Further to Sophie’s post last week on the potential impact of the Counter Terrorism and Security Bill (‘CTSB’) proposed last month by the UK government, one of our research colleagues at the University of Southampton (Neil Brown) has made available a consolidated version of the Data Retention and Investigatory Powers Act (‘DRIPA’) 2014. The text – which can be downloaded here – incorporates the amendments that the current text of the CTSB would make if passed in its current form.

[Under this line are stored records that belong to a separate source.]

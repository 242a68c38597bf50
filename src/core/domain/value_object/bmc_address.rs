use crate::core::domain::error::ValidationError;
use std::fmt;
use std::net::IpAddr;

const MAX_HOSTNAME_LENGTH: usize = 253;
// URL delimiters that would change how the origin is parsed.
const FORBIDDEN_HOST_CHARS: &[char] = &[':', '/', '?', '#', '@', '[', ']', '\\'];

/// The network address of a BMC: an IP literal or a hostname.
///
/// No DNS resolution happens here; an unreachable BMC is the transport
/// client's problem, not the resolver's.
#[derive(Debug, Clone, PartialEq, Eq)]
pub struct BmcAddress(String);

impl BmcAddress {
    /// Creates a new validated address.
    pub fn new(address: impl Into<String>) -> Result<Self, ValidationError> {
        let address = address.into();
        validate_address(&address)?;
        Ok(Self(address))
    }

    /// Returns the address as a string slice.
    #[must_use]
    pub fn as_str(&self) -> &str {
        &self.0
    }

    /// Returns the address formatted for use as the host part of a URL.
    ///
    /// IPv6 literals are wrapped in brackets.
    pub fn url_host(&self) -> String {
        match self.0.parse::<IpAddr>() {
            Ok(IpAddr::V6(v6)) => format!("[{v6}]"),
            _ => self.0.clone(),
        }
    }
}

impl fmt::Display for BmcAddress {
    fn fmt(&self, f: &mut fmt::Formatter<'_>) -> fmt::Result {
        f.write_str(&self.0)
    }
}

/// Validates a BMC address.
///
/// Hostnames are not held to RFC 1035: vendor-assigned names with
/// underscores and fully qualified names with a trailing dot are accepted.
pub(crate) fn validate_address(address: &str) -> Result<(), ValidationError> {
    if address.is_empty() {
        return Err(ValidationError::Field {
            field: "address".to_string(),
            message: "Address cannot be empty".to_string(),
        });
    }

    if address.parse::<IpAddr>().is_ok() {
        return Ok(());
    }

    if address.len() > MAX_HOSTNAME_LENGTH {
        return Err(ValidationError::ConstraintViolation(format!(
            "Address length exceeds maximum of {} characters",
            MAX_HOSTNAME_LENGTH
        )));
    }

    if address.chars().any(char::is_whitespace) {
        return Err(ValidationError::Format(
            "Address cannot contain whitespace".to_string(),
        ));
    }

    if let Some(c) = address.chars().find(|c| FORBIDDEN_HOST_CHARS.contains(c)) {
        return Err(ValidationError::Format(format!(
            "Address cannot contain '{}' unless it is an IP literal",
            c
        )));
    }

    Ok(())
}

As a reminder, part 3 of CTSB as proposed would amend DRIPA by expanding the types of communications data generated or processed in the UK by public telecommunications operators in the process of supplying telecoms services that must be retained upon a notice being served on them by the Secretary of State. Clause 17 of CTSB is particularly noteworthy in providing that, in addition to the existing communications data requirement under DRIPA, operators would have to retain “relevant internet data”. This is defined as “data that relates to an internet access service or an internet communications service, and that may be used to identify, or assist in identifying, which internet protocol address, or other identifier, belongs to the sender or recipient of a communication”. Identifier, in turn, is defined as any “identifier used to facilitate the transmission of a communication“. In the explanatory statement to the Bill, the government explains that this requirement could cover the provision of port numbers or MAC (media access control) addresses of devices.
Where it gets trickier, as Sophie points out in her post, is whether this implies a requirement for public telcos to retain translation data-logs in respect of the provision of carrier grade NAT services. Furthermore – while the proposal currently specifically excludes the retention of certain application log data (e.g. web log data, such as URLs of websites visited) – the obvious question on everyone’s lips in the UK, and further afield, is whether this expansionary trend in relation to the mandatory retention of communications data by ISPs heralds the floodgates opening in a more dramatic way in the future.
With the issues raised in DRIPA to be revisited by the UK Parliament next year, alongside the more controversial draft Communications Bill, this topic is sure to be a burning topic of discussion in 2015. Watch this space!